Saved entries
+++

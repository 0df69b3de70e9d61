use crate::chunks::{ChunkStorage, ChunkTracker, LocalChunkStorage};
use crate::config::Config;
use crate::session::SessionLifecycle;
use crate::store::EntityStore;
use anyhow::Result;
use std::sync::Arc;
use std::time::Duration;

/// Shared application state for HTTP handlers
#[derive(Clone)]
pub struct AppState {
    /// Users, patients, templates and sessions
    pub store: Arc<EntityStore>,

    /// Per-session chunk records
    pub chunks: Arc<ChunkTracker>,

    /// Destination for raw chunk uploads
    pub storage: Arc<dyn ChunkStorage>,

    /// Session state transitions and deferred completion
    pub lifecycle: Arc<SessionLifecycle>,

    /// Base of the presigned upload URLs handed to clients
    pub public_base_url: String,
}

impl AppState {
    pub fn new(
        store: Arc<EntityStore>,
        storage: Arc<dyn ChunkStorage>,
        completion_delay: Duration,
        public_base_url: impl Into<String>,
    ) -> Self {
        let lifecycle = Arc::new(SessionLifecycle::new(Arc::clone(&store), completion_delay));
        Self {
            store,
            chunks: Arc::new(ChunkTracker::new()),
            storage,
            lifecycle,
            public_base_url: public_base_url.into(),
        }
    }

    /// Seeded store plus local chunk storage, as configured
    pub async fn from_config(cfg: &Config) -> Result<Self> {
        let storage = LocalChunkStorage::create(&cfg.storage.uploads_path).await?;
        Ok(Self::new(
            Arc::new(EntityStore::seeded()),
            Arc::new(storage),
            cfg.completion_delay(),
            cfg.public_base_url(),
        ))
    }

    /// Abort deferred work before the process exits
    pub async fn shutdown(&self) {
        self.lifecycle.shutdown().await;
    }
}
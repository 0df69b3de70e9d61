use crate::error::Error;
use axum::{
    http::StatusCode,
    response::{IntoResponse, Response},
    Json,
};
use serde::Serialize;
use tracing::error;

#[derive(Debug, Serialize)]
pub struct ErrorResponse {
    pub error: String,
    #[serde(skip_serializing_if = "Option::is_none")]
    pub details: Option<String>,
}

impl Error {
    pub fn status_code(&self) -> StatusCode {
        match self {
            Error::Validation(_) => StatusCode::BAD_REQUEST,
            Error::NotFound(_) => StatusCode::NOT_FOUND,
            Error::Unauthorized(_) => StatusCode::UNAUTHORIZED,
            Error::Storage { .. } | Error::Internal(_) => StatusCode::INTERNAL_SERVER_ERROR,
        }
    }
}

impl IntoResponse for Error {
    fn into_response(self) -> Response {
        let status = self.status_code();
        let body = match self {
            Error::Validation(message) | Error::NotFound(message) | Error::Unauthorized(message) => {
                ErrorResponse {
                    error: message,
                    details: None,
                }
            }
            Error::Storage { message, details } => {
                error!("{}: {}", message, details);
                ErrorResponse {
                    error: message,
                    details: Some(details),
                }
            }
            Error::Internal(e) => {
                error!("Internal error: {:#}", e);
                ErrorResponse {
                    error: "Internal server error".to_string(),
                    details: Some(e.to_string()),
                }
            }
        };

        (status, Json(body)).into_response()
    }
}
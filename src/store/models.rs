use serde::{Deserialize, Serialize};
use serde_json::Value;
use std::sync::Arc;
use tokio::sync::RwLock;

/// Session status while audio chunks are still arriving
pub const STATUS_RECORDING: &str = "recording";
/// Session status between the final chunk notification and mock completion
pub const STATUS_PROCESSING: &str = "processing";
pub const STATUS_COMPLETED: &str = "completed";

pub const TRANSCRIPT_PENDING: &str = "pending";
pub const TRANSCRIPT_COMPLETED: &str = "completed";

/// A clinician account
#[derive(Debug, Clone, Serialize, Deserialize)]
pub struct User {
    pub id: String,
    pub email: String,
    pub name: String,
}

/// A patient record owned by a clinician
#[derive(Debug, Clone, Serialize, Deserialize)]
pub struct Patient {
    pub id: String,
    pub name: String,
    pub user_id: String,
    pub pronouns: Option<String>,
    pub email: Option<String>,
    pub background: Option<String>,
    pub medical_history: Option<String>,
    pub family_history: Option<String>,
    pub social_history: Option<String>,
    pub previous_treatment: Option<String>,
}

impl Patient {
    /// A freshly added patient with no clinical attributes yet
    pub fn new(id: String, name: String, user_id: String) -> Self {
        Self {
            id,
            name,
            user_id,
            pronouns: None,
            email: None,
            background: None,
            medical_history: None,
            family_history: None,
            social_history: None,
            previous_treatment: None,
        }
    }
}

/// A note template available to a clinician
#[derive(Debug, Clone, Serialize, Deserialize)]
pub struct Template {
    pub id: String,
    pub title: String,
    #[serde(rename = "type")]
    pub kind: String,
    #[serde(rename = "userId")]
    pub user_id: String,
}

/// One clinical recording/transcription episode
#[derive(Debug, Clone, Serialize, Deserialize)]
pub struct Session {
    pub id: String,
    pub user_id: String,
    pub patient_id: String,
    pub patient_name: Option<String>,
    pub session_title: Option<String>,
    pub session_summary: Option<String>,
    pub transcript_status: Option<String>,
    pub transcript: Option<String>,
    pub status: String,
    pub date: String,
    pub start_time: String,
    /// Stays `None` until the session leaves `recording`
    pub end_time: Option<String>,
    pub duration: Option<String>,
    pub template_id: Option<String>,
    pub clinical_notes: Vec<Value>,
}

/// A session shared between the store and any deferred effect that holds it
pub type SharedSession = Arc<RwLock<Session>>;

// ============================================================================
// Projections
// ============================================================================

#[derive(Debug, Clone, Serialize)]
pub struct PatientSummary {
    pub id: String,
    pub name: String,
}

#[derive(Debug, Clone, Serialize)]
pub struct SessionSummary {
    pub id: String,
    pub date: String,
    pub session_title: Option<String>,
    pub session_summary: Option<String>,
    pub start_time: String,
}

impl From<&Session> for SessionSummary {
    fn from(s: &Session) -> Self {
        Self {
            id: s.id.clone(),
            date: s.date.clone(),
            session_title: s.session_title.clone(),
            session_summary: s.session_summary.clone(),
            start_time: s.start_time.clone(),
        }
    }
}

#[derive(Debug, Clone, Serialize)]
pub struct TemplateSummary {
    pub id: String,
    pub title: String,
    #[serde(rename = "type")]
    pub kind: String,
}

/// Entry of the `patientMap` returned alongside enriched sessions
#[derive(Debug, Clone, Serialize)]
pub struct PatientBrief {
    pub name: String,
    pub pronouns: Option<String>,
}

/// Collection sizes reported by the debug endpoint
#[derive(Debug, Clone, Serialize)]
pub struct EntityCounts {
    pub users: usize,
    pub patients: usize,
    pub sessions: usize,
    pub templates: usize,
    #[serde(rename = "audioChunks")]
    pub audio_chunks: usize,
}
use crate::error::Error;
use axum::{
    async_trait,
    body::Bytes,
    extract::{FromRequest, Request},
};
use serde::de::DeserializeOwned;
use serde_json::Value;

/// JSON request body where an absent body reads as all-defaults
///
/// Required-field checks then report a validation error instead of the
/// extractor rejecting the request outright. Malformed JSON is a
/// validation error too.
#[derive(Debug, Clone, Default)]
pub struct JsonBody<T>(pub T);

#[async_trait]
impl<T, S> FromRequest<S> for JsonBody<T>
where
    T: DeserializeOwned + Default,
    S: Send + Sync,
{
    type Rejection = Error;

    async fn from_request(req: Request, state: &S) -> Result<Self, Self::Rejection> {
        let bytes = Bytes::from_request(req, state)
            .await
            .map_err(|e| Error::validation(e.body_text()))?;

        if bytes.iter().all(u8::is_ascii_whitespace) {
            return Ok(JsonBody(T::default()));
        }

        serde_json::from_slice(&bytes)
            .map(JsonBody)
            .map_err(|e| Error::validation(format!("Invalid JSON body: {}", e)))
    }
}

/// Read a chunk number given as a JSON number or numeric string
///
/// `None` means the field was absent.
pub fn chunk_number(value: &Value) -> Option<Result<u32, Error>> {
    let parsed = match value {
        Value::Null => return None,
        Value::Number(n) => n.as_u64().and_then(|n| u32::try_from(n).ok()),
        Value::String(s) => s.trim().parse::<u32>().ok(),
        _ => None,
    };
    Some(parsed.ok_or_else(|| Error::validation("chunkNumber must be a non-negative integer")))
}

/// Parse a chunk number taken from a URL path segment
pub fn chunk_number_from_path(segment: &str) -> Result<u32, Error> {
    chunk_number(&Value::String(segment.to_string()))
        .unwrap_or_else(|| Err(Error::validation("chunkNumber required")))
}

/// Session id taken from a URL path segment, used to name chunk files
///
/// Decoded separators and dot segments are refused.
pub fn session_id_from_path(segment: &str) -> Result<&str, Error> {
    let unsafe_name = segment.is_empty()
        || segment == "."
        || segment.contains("..")
        || segment.contains(['/', '\\', '\0']);
    if unsafe_name {
        return Err(Error::validation("Invalid sessionId"));
    }
    Ok(segment)
}

/// Truthiness of a loosely typed JSON flag
///
/// `null`, `false`, `0` and `""` are false; every other value is true,
/// including the string `"false"`.
pub fn flag(value: &Value) -> bool {
    match value {
        Value::Null => false,
        Value::Bool(b) => *b,
        Value::Number(n) => n.as_f64().is_some_and(|n| n != 0.0),
        Value::String(s) => !s.is_empty(),
        Value::Array(_) | Value::Object(_) => true,
    }
}

#[cfg(test)]
mod tests {
    use super::*;
    use serde_json::json;

    #[test]
    fn chunk_number_accepts_numbers_and_numeric_strings() {
        assert_eq!(chunk_number(&json!(0)).unwrap().unwrap(), 0);
        assert_eq!(chunk_number(&json!("12")).unwrap().unwrap(), 12);
        assert!(chunk_number(&Value::Null).is_none());
        assert!(chunk_number(&json!("abc")).unwrap().is_err());
        assert!(chunk_number(&json!(-1)).unwrap().is_err());
        assert!(chunk_number_from_path("7").is_ok());
    }

    #[test]
    fn session_id_rejects_path_traversal() {
        assert_eq!(session_id_from_path("session_abc").unwrap(), "session_abc");
        assert!(session_id_from_path("../escaped").is_err());
        assert!(session_id_from_path("..").is_err());
        assert!(session_id_from_path("a/b").is_err());
        assert!(session_id_from_path("a\\b").is_err());
    }

    #[test]
    fn flag_follows_loose_truthiness() {
        assert!(flag(&json!(true)));
        assert!(flag(&json!("true")));
        assert!(flag(&json!(1)));
        assert!(!flag(&json!(false)));
        assert!(!flag(&json!(0)));
        assert!(!flag(&json!("")));
        assert!(!flag(&Value::Null));
    }
}
use super::auth::Caller;
use super::extract::{
    chunk_number, chunk_number_from_path, flag, session_id_from_path, JsonBody,
};
use super::state::AppState;
use crate::chunks::{SessionChunks, UploadTarget};
use crate::error::{present, Error, Result};
use crate::session::NewSession;
use crate::store::{
    EntityCounts, Patient, PatientBrief, PatientSummary, SessionSummary, TemplateSummary,
};
use axum::{
    body::Bytes,
    extract::{Extension, Path, Query, Request, State},
    http::{Method, StatusCode, Uri},
    middleware::Next,
    response::{IntoResponse, Json, Response},
};
use chrono::{SecondsFormat, Utc};
use serde::{Deserialize, Serialize};
use serde_json::Value;
use std::collections::BTreeMap;
use tracing::{debug, info};

/// Endpoints advertised by the docs route
pub const ENDPOINTS: &[&str] = &[
    "GET /health",
    "GET /api/v1/patients",
    "POST /api/v1/add-patient-ext",
    "GET /api/v1/patient-details/:patientId",
    "GET /api/v1/fetch-session-by-patient/:patientId",
    "GET /api/v1/all-session",
    "GET /api/v1/fetch-default-template-ext",
    "POST /api/v1/upload-session",
    "POST /api/v1/get-presigned-url",
    "PUT /api/upload-chunk/:sessionId/:chunkNumber",
    "POST /api/v1/notify-chunk-uploaded",
    "GET /api/debug/all-data",
    "GET /api/debug/chunks/:sessionId",
];

// ============================================================================
// Request/Response Types
// ============================================================================

#[derive(Debug, Deserialize)]
pub struct UserQuery {
    #[serde(rename = "userId")]
    pub user_id: Option<String>,
}

#[derive(Debug, Deserialize)]
pub struct EmailQuery {
    pub email: Option<String>,
}

#[derive(Debug, Default, Deserialize)]
#[serde(rename_all = "camelCase")]
pub struct AddPatientRequest {
    pub name: Option<String>,
    pub user_id: Option<String>,
}

#[derive(Debug, Default, Deserialize)]
#[serde(rename_all = "camelCase")]
pub struct PresignRequest {
    pub session_id: Option<String>,
    /// Number or numeric string
    #[serde(default)]
    pub chunk_number: Value,
    pub mime_type: Option<String>,
}

#[derive(Debug, Default, Deserialize)]
#[serde(rename_all = "camelCase")]
pub struct NotifyChunkRequest {
    pub session_id: Option<String>,
    /// Number or numeric string
    #[serde(default)]
    pub chunk_number: Value,
    /// Any JSON value; only truthy values mark the final chunk
    #[serde(default)]
    pub is_last: Value,
}

#[derive(Debug, Serialize)]
pub struct HealthResponse {
    pub status: String,
    pub timestamp: String,
    pub version: String,
}

#[derive(Debug, Serialize)]
pub struct DocsResponse {
    pub title: String,
    pub version: String,
    pub endpoints: Vec<String>,
}

#[derive(Debug, Serialize)]
pub struct PatientsResponse {
    pub patients: Vec<PatientSummary>,
}

#[derive(Debug, Serialize)]
pub struct PatientResponse {
    pub patient: Patient,
}

#[derive(Debug, Serialize)]
pub struct UserIdResponse {
    pub id: String,
}

#[derive(Debug, Serialize)]
pub struct PatientSessionsResponse {
    pub sessions: Vec<SessionSummary>,
}

#[derive(Debug, Serialize)]
pub struct AllSessionsResponse {
    pub sessions: Vec<Value>,
    #[serde(rename = "patientMap")]
    pub patient_map: BTreeMap<String, PatientBrief>,
}

#[derive(Debug, Serialize)]
pub struct TemplatesResponse {
    pub success: bool,
    pub data: Vec<TemplateSummary>,
}

#[derive(Debug, Serialize)]
pub struct CreatedSessionResponse {
    pub id: String,
}

#[derive(Debug, Serialize)]
pub struct NotFoundResponse {
    pub error: String,
    pub details: String,
    #[serde(rename = "availableEndpoints")]
    pub available_endpoints: String,
}

fn required_user_id(query: UserQuery) -> Result<String> {
    present(query.user_id).ok_or_else(|| Error::validation("userId parameter required"))
}

/// Session id and chunk number shared by the chunk endpoints
fn chunk_key(session_id: Option<String>, chunk: &Value) -> Result<(String, u32)> {
    let missing = || Error::validation("sessionId and chunkNumber required");
    let session_id = present(session_id).ok_or_else(missing)?;
    let chunk_number = chunk_number(chunk).ok_or_else(missing)??;
    Ok((session_id, chunk_number))
}

// ============================================================================
// System
// ============================================================================

/// GET /health
pub async fn health_check() -> Json<HealthResponse> {
    Json(HealthResponse {
        status: "healthy".to_string(),
        timestamp: Utc::now().to_rfc3339_opts(SecondsFormat::Millis, true),
        version: env!("CARGO_PKG_VERSION").to_string(),
    })
}

/// GET /api/docs
pub async fn api_docs() -> Json<DocsResponse> {
    Json(DocsResponse {
        title: "MediNote Mock API".to_string(),
        version: env!("CARGO_PKG_VERSION").to_string(),
        endpoints: ENDPOINTS.iter().map(|e| e.to_string()).collect(),
    })
}

/// Turn 405 responses into the structured not-found body
///
/// A known path requested with an unsupported method counts as unmatched.
pub async fn method_not_allowed_as_not_found(req: Request, next: Next) -> Response {
    let method = req.method().clone();
    let uri = req.uri().clone();
    let response = next.run(req).await;
    if response.status() == StatusCode::METHOD_NOT_ALLOWED {
        return not_found(method, uri).await.into_response();
    }
    response
}

/// Fallback for unmatched routes
pub async fn not_found(method: Method, uri: Uri) -> impl IntoResponse {
    debug!("No route for {} {}", method, uri);
    (
        StatusCode::NOT_FOUND,
        Json(NotFoundResponse {
            error: "Not found".to_string(),
            details: format!("Endpoint {} {} not found", method, uri),
            available_endpoints: "/api/docs".to_string(),
        }),
    )
}

// ============================================================================
// Users & Patients
// ============================================================================

/// GET /api/v1/patients?userId=
pub async fn list_patients(
    State(state): State<AppState>,
    Query(query): Query<UserQuery>,
) -> Result<Json<PatientsResponse>> {
    let user_id = required_user_id(query)?;
    let patients = state.store.patients_for_user(&user_id).await;
    Ok(Json(PatientsResponse { patients }))
}

/// GET /api/users/asd3fd2faec?email=
pub async fn find_user_by_email(
    State(state): State<AppState>,
    Query(query): Query<EmailQuery>,
) -> Result<Json<UserIdResponse>> {
    let email = present(query.email).ok_or_else(|| Error::validation("email parameter required"))?;
    let user = state
        .store
        .find_user_by_email(&email)
        .await
        .ok_or_else(|| Error::not_found("User not found"))?;
    Ok(Json(UserIdResponse { id: user.id }))
}

/// POST /api/v1/add-patient-ext
pub async fn add_patient(
    State(state): State<AppState>,
    Extension(caller): Extension<Caller>,
    JsonBody(req): JsonBody<AddPatientRequest>,
) -> Result<impl IntoResponse> {
    let (name, user_id) = match (present(req.name), present(req.user_id)) {
        (Some(name), Some(user_id)) => (name, user_id),
        _ => return Err(Error::validation("name and userId are required")),
    };

    let patient = state.store.add_patient(name, user_id).await;
    info!("Caller {} added patient {}", caller.user_id, patient.id);

    Ok((StatusCode::CREATED, Json(PatientResponse { patient })))
}

/// GET /api/v1/patient-details/:patient_id
pub async fn patient_details(
    State(state): State<AppState>,
    Path(patient_id): Path<String>,
) -> Result<Json<Patient>> {
    state
        .store
        .find_patient(&patient_id)
        .await
        .map(Json)
        .ok_or_else(|| Error::not_found("Patient not found"))
}

// ============================================================================
// Sessions
// ============================================================================

/// GET /api/v1/fetch-session-by-patient/:patient_id
pub async fn sessions_by_patient(
    State(state): State<AppState>,
    Path(patient_id): Path<String>,
) -> Json<PatientSessionsResponse> {
    let sessions = state.store.sessions_for_patient(&patient_id).await;
    Json(PatientSessionsResponse { sessions })
}

/// GET /api/v1/all-session?userId=
pub async fn all_sessions(
    State(state): State<AppState>,
    Query(query): Query<UserQuery>,
) -> Result<Json<AllSessionsResponse>> {
    let user_id = required_user_id(query)?;
    let (sessions, patient_map) = state.store.sessions_for_user_enriched(&user_id).await?;
    Ok(Json(AllSessionsResponse {
        sessions,
        patient_map,
    }))
}

// ============================================================================
// Templates
// ============================================================================

/// GET /api/v1/fetch-default-template-ext?userId=
pub async fn default_templates(
    State(state): State<AppState>,
    Query(query): Query<UserQuery>,
) -> Result<Json<TemplatesResponse>> {
    let user_id = required_user_id(query)?;
    let data = state.store.templates_for_user(&user_id).await;
    Ok(Json(TemplatesResponse {
        success: true,
        data,
    }))
}

// ============================================================================
// Recording / Upload
// ============================================================================

/// POST /api/v1/upload-session
pub async fn upload_session(
    State(state): State<AppState>,
    JsonBody(req): JsonBody<NewSession>,
) -> Result<impl IntoResponse> {
    let id = state.lifecycle.create(req).await?;
    Ok((StatusCode::CREATED, Json(CreatedSessionResponse { id })))
}

/// POST /api/v1/get-presigned-url
/// Issue an upload target and register the chunk
pub async fn presigned_url(
    State(state): State<AppState>,
    JsonBody(req): JsonBody<PresignRequest>,
) -> Result<Json<UploadTarget>> {
    let (session_id, chunk_number) = chunk_key(req.session_id, &req.chunk_number)?;

    let target = UploadTarget::presigned(&state.public_base_url, &session_id, chunk_number);
    state
        .chunks
        .register(&session_id, chunk_number, present(req.mime_type))
        .await;

    Ok(Json(target))
}

/// PUT /api/upload-chunk/:session_id/:chunk_number
/// Store raw chunk bytes (public, the presigned URL is the credential)
pub async fn upload_chunk(
    State(state): State<AppState>,
    Path((session_id, chunk)): Path<(String, String)>,
    body: Bytes,
) -> Result<impl IntoResponse> {
    let session_id = session_id_from_path(&session_id)?;
    let chunk_number = chunk_number_from_path(&chunk)?;

    let path = state
        .storage
        .store(session_id, chunk_number, &body)
        .await
        .map_err(Error::storage)?;

    info!(
        "Stored chunk {} of session {} ({} bytes, {} storage)",
        chunk_number,
        session_id,
        body.len(),
        state.storage.name()
    );

    state
        .chunks
        .mark_uploaded(session_id, chunk_number, path)
        .await;

    Ok(StatusCode::OK)
}

/// POST /api/v1/notify-chunk-uploaded
pub async fn notify_chunk_uploaded(
    State(state): State<AppState>,
    JsonBody(req): JsonBody<NotifyChunkRequest>,
) -> Result<Json<Value>> {
    let (session_id, chunk_number) = chunk_key(req.session_id, &req.chunk_number)?;

    state.chunks.mark_notified(&session_id, chunk_number).await;
    state
        .lifecycle
        .on_chunk_notified(&session_id, flag(&req.is_last))
        .await;

    Ok(Json(Value::Object(Default::default())))
}

// ============================================================================
// Debug
// ============================================================================

/// GET /api/debug/all-data
pub async fn debug_all_data(State(state): State<AppState>) -> Json<EntityCounts> {
    let audio_chunks = state.chunks.session_count().await;
    Json(state.store.counts(audio_chunks).await)
}

/// GET /api/debug/chunks/:session_id
pub async fn debug_chunks(
    State(state): State<AppState>,
    Path(session_id): Path<String>,
) -> Json<SessionChunks> {
    Json(state.chunks.session_chunks(&session_id).await)
}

+++

Exercise goal
Your task is to repeat the records exactly. Begin at their first line and stop after the line containing "pub struct AppState".

Answer for this exercise
repository 0df69b3de70e9d61
use crate::chunks::{ChunkStorage, ChunkTracker, LocalChunkStorage};
use crate::config::Config;
use crate::session::SessionLifecycle;
use crate::store::EntityStore;
use anyhow::Result;
use std::sync::Arc;
use std::time::Duration;

/// Shared application state for HTTP handlers
#[derive(Clone)]
pub struct AppState {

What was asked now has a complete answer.